If you want to read from a local text file, you can use this method to upload it to the server.


## S3 files

The object `s3helper` is created to help you access S3 files.

In [1]:
help(s3helper)

Help on instance of S3Helper in module __main__:

class S3Helper
 |  A helper function to access S3 files
 |  
 |  Methods defined here:
 |  
 |  __init__(self)
 |  
 |  get_file(self, key_name)
 |      Download the remote file `key_name` on S3 to local.
 |      
 |      Args:
 |          key_name
 |      Returns:
 |          None
 |  
 |  get_path(self, path='')
 |      Get paths of all files in `path` with s3 prefix,
 |      which can be passed to Spark.
 |      
 |       Args:
 |           path
 |       Returns:
 |           an array of file paths with s3 prefix
 |  
 |  load_path(self, path, tgt)
 |      Load all files in `path` to the directory `tgt` in HDFS.
 |      
 |      Args:
 |          path, tgt
 |      Returns:
 |          an array of file paths in HDFS
 |  
 |  ls(self, path='')
 |      List all files in `path`.
 |      
 |      Args:
 |          path
 |      Returns:
 |          an array of files in `path`
 |  
 |  open_bucket(self, bucket_name)
 |      Open a S3 bucket

To access s3 files, the first step is setting AWS credential.

In [2]:
%run Credentials.ipynb

In [3]:
s3helper.set_credential(AWS_ACCESS_KEY_ID, AWS_SECRET_ACCESS_KEY)

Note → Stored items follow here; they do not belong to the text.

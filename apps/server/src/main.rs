use pricesync_server::{api::app_router, build_state, config::Config, init_tracing, scheduler};

#[tokio::main]
async fn main() -> anyhow::Result<()> {
    init_tracing();
    let config = Config::from_env()?;
    let state = build_state(&config).await?;

    if config.scheduler_enabled {
        scheduler::start_daily_update_scheduler(state.clone(), config.daily_update_at);
    } else {
        tracing::info!("Daily update scheduler disabled");
    }

    let router = app_router(state, &config);
    tracing::info!("Listening on {}", config.listen_addr);
    let listener = tokio::net::TcpListener::bind(config.listen_addr).await?;
    axum::serve(listener, router).await?;
    Ok(())
}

### Moving data from S3 to your Spark Cluster
Long term storage of data on AWS is done either on **S3** (about \$30 per TB\*Month) or 
**Glacier** (about \$7 per TB\*Month). 

You can, of course, keep the data on your personal server but moving data to and from AWS is slow and/or expensive.

The cheapest way to upload large amounts of data to S3 is by [physically shipping disks](http://aws.amazon.com/importexport/)

Once your files are on S3, it is quite fast to move them to your AWS instance.

### The Spark-Notebook package
[Julaiti Arpapt](http://cseweb.ucsd.edu/~jalafate/) Has utility to simplify the task of creating and managing a spark cluster on AWS. The utility is available from GitHub [here](https://github.com/arapat/spark-notebook). (The utility is also described [here](http://mas-dse.github.io/DSE230/installation/))

These scripts automate the creation of spark clusters on AWS, moving files between your computer, your AWS cluster and S3, and other useful features. I will not review the whole package here. I will just use it to demonstrate some useful actions.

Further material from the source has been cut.